Satisfy is the most acquisition-ready brand in the field on brand identity coherence, and the case is not complicated. The aesthetic is fully formed. The customer is loyal and high-spending. The international footprint, headquartered in Paris with growing global distribution, is a geographic diversification argument for any American acquirer evaluating the conversation. The footwear entry in 2025 demonstrates ambition beyond apparel, which makes the business case larger than the apparel alone. The most logical acquirer is ASICS, which needs a premium culture brand to sit alongside its strong technical product story and has historically underinvested in brand identity relative to the product quality it actually delivers. An ASICS-Satisfy combination gives ASICS the running apparel credibility it has never been able to build internally while giving Satisfy the manufacturing and distribution infrastructure it needs to scale without compromising the retail strategy that makes the brand what it is.

Bandit is the most compelling acquisition target for Nike specifically, and the reason goes back to what made Bandit interesting in the first place. The Unsponsored Project was the most articulate critique of Nike’s athlete relationship strategy to come from a brand that could have been a Nike vehicle and chose not to be. Nike’s current turnaround under Elliott Hill is explicitly structured around returning to performance credibility and rebuilding trust with serious runners, and acquiring Bandit would give Nike a legitimate community platform inside the urban competitive running culture that the brand has spent years trying to re-enter through campaign spending rather than through actual belonging. The risk is that the acquisition destroys the thing that makes Bandit worth acquiring, since independence is the product. Nike would need to operate it as a genuine house-of-brands subsidiary rather than absorbing it into the Nike identity, and whether the current management has the discipline to do that is a legitimately open question.

Soar Running is the sleeper in this conversation. The brand has the strongest per-garment product story in the European independent field, a premium positioning that has never been diluted by mass-market distribution decisions, and a cultural adjacency to the serious British and European running community that gives it credibility the American primes cannot easily manufacture. Brooks is growing strongly in Asia and needs a credible premium apparel story to match the footwear positioning it has spent years building. A Brooks-Soar combination would be the most defensible on brand coherence grounds: both brands are genuinely serious about running, both are uncommercial in their positioning, and both are underselling their product quality relative to the performance they actually deliver.
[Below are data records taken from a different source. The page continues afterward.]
//! Configuration management for Postcraft

use serde::{Deserialize, Serialize};
use std::path::{Path, PathBuf};
use std::time::Duration;

use crate::error::{ConfigError, Result};
use crate::types::PostType;

/// Environment variable overriding the config file location
pub const CONFIG_ENV: &str = "POSTCRAFT_CONFIG";

/// Environment variable carrying the preview signing secret
pub const PREVIEW_SECRET_ENV: &str = "POSTCRAFT_PREVIEW_SECRET";

#[derive(Debug, Clone, Serialize, Deserialize)]
pub struct Config {
    #[serde(default)]
    pub storage: StorageConfig,
    pub preview: PreviewConfig,
    #[serde(default)]
    pub defaults: DefaultsConfig,
}

#[derive(Debug, Clone, Serialize, Deserialize)]
pub struct StorageConfig {
    /// Directory for durable drafts; drafts live in memory only when unset
    pub path: Option<String>,

    /// Bound on each storage operation (humantime, e.g. "5s")
    #[serde(default = "default_io_timeout")]
    pub io_timeout: String,
}

impl Default for StorageConfig {
    fn default() -> Self {
        Self {
            path: None,
            io_timeout: default_io_timeout(),
        }
    }
}

#[derive(Debug, Clone, Serialize, Deserialize)]
pub struct PreviewConfig {
    /// Absolute http(s) URL preview links are issued under
    pub base_url: String,

    /// Lifetime of a preview link (humantime, e.g. "1h")
    #[serde(default = "default_ttl")]
    pub default_ttl: String,

    /// Directory rendered preview pages are written to
    #[serde(default = "default_output_dir")]
    pub output_dir: String,

    /// File holding the signing secret
    pub secret_file: Option<String>,
}

#[derive(Debug, Clone, Serialize, Deserialize)]
pub struct DefaultsConfig {
    #[serde(default = "default_owner")]
    pub owner: String,
    pub theme: Option<String>,
    #[serde(default)]
    pub post_type: PostType,
}

impl Default for DefaultsConfig {
    fn default() -> Self {
        Self {
            owner: default_owner(),
            theme: None,
            post_type: PostType::default(),
        }
    }
}

fn default_io_timeout() -> String {
    "5s".to_string()
}

fn default_ttl() -> String {
    "1h".to_string()
}

fn default_output_dir() -> String {
    "~/.local/share/postcraft/previews".to_string()
}

fn default_owner() -> String {
    "default".to_string()
}

impl Config {
    /// Load configuration from the default location
    pub fn load() -> Result<Self> {
        let config_path = resolve_config_path()?;
        Self::load_from_path(&config_path)
    }

    /// Load configuration from a specific path
    pub fn load_from_path(path: &Path) -> Result<Self> {
        let content = std::fs::read_to_string(path).map_err(ConfigError::ReadError)?;
        Self::from_toml(&content)
    }

    /// Parse and check configuration text
    pub fn from_toml(content: &str) -> Result<Self> {
        let config: Config = toml::from_str(content).map_err(ConfigError::ParseError)?;
        config.validate()?;
        Ok(config)
    }

    /// Create a default configuration
    pub fn default_config() -> Self {
        Self {
            storage: StorageConfig {
                path: Some("~/.local/share/postcraft/drafts".to_string()),
                io_timeout: default_io_timeout(),
            },
            preview: PreviewConfig {
                base_url: "http://localhost:8080".to_string(),
                default_ttl: default_ttl(),
                output_dir: default_output_dir(),
                secret_file: None,
            },
            defaults: DefaultsConfig::default(),
        }
    }

    /// Check values that TOML typing alone cannot
    pub fn validate(&self) -> Result<()> {
        if self.preview.base_url.trim().is_empty() {
            return Err(ConfigError::MissingField("preview.base_url".to_string()).into());
        }
        self.io_timeout()?;
        self.preview_ttl()?;
        Ok(())
    }

    pub fn io_timeout(&self) -> Result<Duration> {
        parse_duration_field("storage.io_timeout", &self.storage.io_timeout)
    }

    pub fn preview_ttl(&self) -> Result<Duration> {
        parse_duration_field("preview.default_ttl", &self.preview.default_ttl)
    }

    /// Draft directory with `~` expanded
    pub fn storage_path(&self) -> Option<PathBuf> {
        self.storage.path.as_deref().map(expand_path)
    }

    pub fn output_dir(&self) -> PathBuf {
        expand_path(&self.preview.output_dir)
    }
}

/// Parse a humantime duration (e.g. "30s", "1h 30m")
pub fn parse_duration(input: &str) -> std::result::Result<Duration, String> {
    humantime::parse_duration(input.trim())
        .map_err(|e| format!("Invalid duration '{}': {}", input, e))
}

fn parse_duration_field(field: &str, value: &str) -> Result<Duration> {
    let duration = parse_duration(value).map_err(|message| ConfigError::InvalidValue {
        field: field.to_string(),
        message,
    })?;
    if duration.is_zero() {
        return Err(ConfigError::InvalidValue {
            field: field.to_string(),
            message: "must be greater than zero".to_string(),
        }
        .into());
    }
    Ok(duration)
}

/// Expand a leading `~` in a configured path
pub fn expand_path(path: &str) -> PathBuf {
    PathBuf::from(shellexpand::tilde(path).to_string())
}

/// Resolve the configuration file path under the XDG config directory
pub fn resolve_config_path() -> Result<PathBuf> {
    if let Ok(path) = std::env::var(CONFIG_ENV) {
        return Ok(expand_path(&path));
    }

    let config_dir = dirs::config_dir()
        .ok_or_else(|| ConfigError::MissingField("config directory".to_string()))?;

    Ok(config_dir.join("postcraft").join("config.toml"))
}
Tracksmith is the most complicated case in the field. The identity that made them matter, amateur running culture as a worthy and beautiful pursuit, is the correct identity for the current market moment. The execution drift of the past two years has opened a gap between what the brand stands for and how the business has been running, and that gap is a problem for an independent operator while being an opportunity for an acquirer patient enough to let the brand recover its coherence. Adidas, returning to running credibility in North America from essentially zero base, could use Tracksmith as a premium American running culture anchor in the same way Adidas has historically used acquisitions to establish category credibility before scaling into it. The timing is wrong for that conversation right now. In twelve to eighteen months, if Tracksmith has not closed the identity gap on its own, the price becomes attractive enough that the strategic math changes for someone.

What the Streak Taught Me About the Category

Running for 786 consecutive days, with a goal of 1,108, has not made me a runner in the way the running community defines runners. I have run a few marathons, and yes, I have an ultra and a half Ironman coming up. I will not enjoy them. I hate running. I run because the discipline of an unbroken streak is more interesting to me as a data-generating constraint than running is as a sport, and that posture makes me a poor ambassador for any running brand while making me an unusually objective consumer of all of them.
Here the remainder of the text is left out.